Du Jugement dernier. 35e dimanche après la Pentecôte.

Au nom du Père, du Fils et du Saint Esprit.

Aujourd’hui, nous commé

morons le Jugement Dernier du Seigneur ; qu’y a-t-il de terrifiant dans ce jugement ? Allons-nous être châtiés ? Non ! Dans un certain sens, le châtiment nous soulage du poids de notre péché ; celui qui est châtié sent qu’il paye sa dette et qu’il s’en libère.

Ce qui est terrifiant dans ce jugement, c’est qu’au moment où nous serons devant le Dieu Vivant, il sera trop tard pour changer quoi que ce soit dans notre vie : nous découvrirons à quel point nous avons vécu vainement, et que, derrière nous et en nous, il n’y a que vanité et vie insensée. Tout le sens de la vie était que nous aimions de façon vivante, active, non pas avec des sentiments, mais avec des actes. Aimer comme l’a dit le Christ : celui qui aime doit donner sa vie pour ceux qui ont besoin de son amour - non pas pour ceux qui lui sont chers, mais pour son prochain, celui qui a besoin de lui… Soudain, nous découvrons que nous sommes passés à côté de tout cela. Nous avions la possibilité d’aimer Dieu, d’aimer notre prochain, de nous aimer nous-mêmes, c'est-à-dire nous traiter nous-même avec respect, voir en nous-mêmes la grandeur de l’image divine, toute la grandeur de notre vocation à devenir participants à la nature divine (2 Pierre 1, 4), – et nous sommes passés à côté de tout cela, parce qu’il était plus facile de végéter que de vivre ; il était plus facile d’exister sans vivre.

Que se passerait-il si l’un d’entre nous, en rentrant à la maison, retrouvait la personne qu'il aime le plus au monde assassinée?
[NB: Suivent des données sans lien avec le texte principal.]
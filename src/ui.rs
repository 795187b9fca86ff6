use colored::Colorize;
use std::time::Duration;

/// Print an info message
pub fn info(msg: &str) {
    println!("{} {}", "ℹ".blue(), msg);
}

/// Print a success message
pub fn success(msg: &str) {
    println!("{} {}", "✓".green(), msg);
}

/// Print a warning message
pub fn warn(msg: &str) {
    println!("{} {}", "⚠".yellow(), msg);
}

/// Print an error message
pub fn error(msg: &str) {
    eprintln!("{} {}", "✗".red(), msg);
}

/// Print a dim/muted message
pub fn dim(msg: &str) {
    println!("  {}", msg.dimmed());
}

/// Print a dim/muted message to stderr
pub fn dim_err(msg: &str) {
    eprintln!("  {}", msg.dimmed());
}

/// Print a header/title
pub fn header(title: &str) {
    println!();
    println!("{}", title.bold());
    println!("{}", "─".repeat(title.chars().count()).dimmed());
}

/// Print a section header
pub fn section(title: &str) {
    println!();
    println!("{}", title.cyan().bold());
}

/// Print a key-value pair
pub fn kv(key: &str, value: &str) {
    println!("  {}: {}", key.dimmed(), value);
}

/// Print a step indicator
pub fn step(num: usize, total: usize, msg: &str) {
    println!("{} {}", format!("[{num}/{total}]").blue().bold(), msg);
}

// ============================================================================
// Formatting
// ============================================================================

/// Format a duration for summaries: `850ms`, `12.3s`, `4m 05s`
pub fn format_duration(duration: Duration) -> String {
    let millis = duration.as_millis();
    if millis < 1000 {
        format!("{millis}ms")
    } else if millis < 60_000 {
        format!("{:.1}s", duration.as_secs_f64())
    } else {
        let secs = duration.as_secs();
        format!("{}m {:02}s", secs / 60, secs % 60)
    }
}

/// Truncate a string for display, keeping the start
pub fn truncate(text: &str, max_len: usize) -> String {
    if text.chars().count() <= max_len {
        text.to_string()
    } else if max_len <= 3 {
        "...".to_string()
    } else {
        let kept: String = text.chars().take(max_len - 3).collect();
        format!("{kept}...")
    }
}

// ============================================================================
// Tests
// ============================================================================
Quel terrible moment que celui où la personne aurait enfin compris ce qu’est l’amour, et qu’il était trop tard, qu’il ne pourrait plus donner d’amour à cette personne à qui la vie a été enlevée… Comment le vivrions-nous ?

Lorsque nous serons devant le Christ, ne verrons-nous pas que nous sommes responsables de Sa crucifixion par toute notre vie, par le fait que nous avons vécu notre vie indignement et de nous et de Lui et de notre prochain ? Nous verrons que l’assassin n’est pas celui qui a fui notre maison, l’assassin, c’est nous-mêmes !

Comment pourrons-nous nous tenir devant le Christ ? La question n’est pas dans le châtiment, mais dans l’horreur de nous-même. Nous avons le temps. Le Christ nous dit que le jugement sera sans miséricorde pour ceux qui n’ont pas manifesté de miséricorde, qu’il serait vain de dire que nous aimons Dieu si nous n’aimons pas notre prochain, que ce serait un mensonge. Il nous dit aujourd’hui en quoi consiste l’amour du prochain, cet amour qui parviendra jusqu’à Lui ; parce que servir la personne aimée, l’autre, c’est Le réjouir, Le servir !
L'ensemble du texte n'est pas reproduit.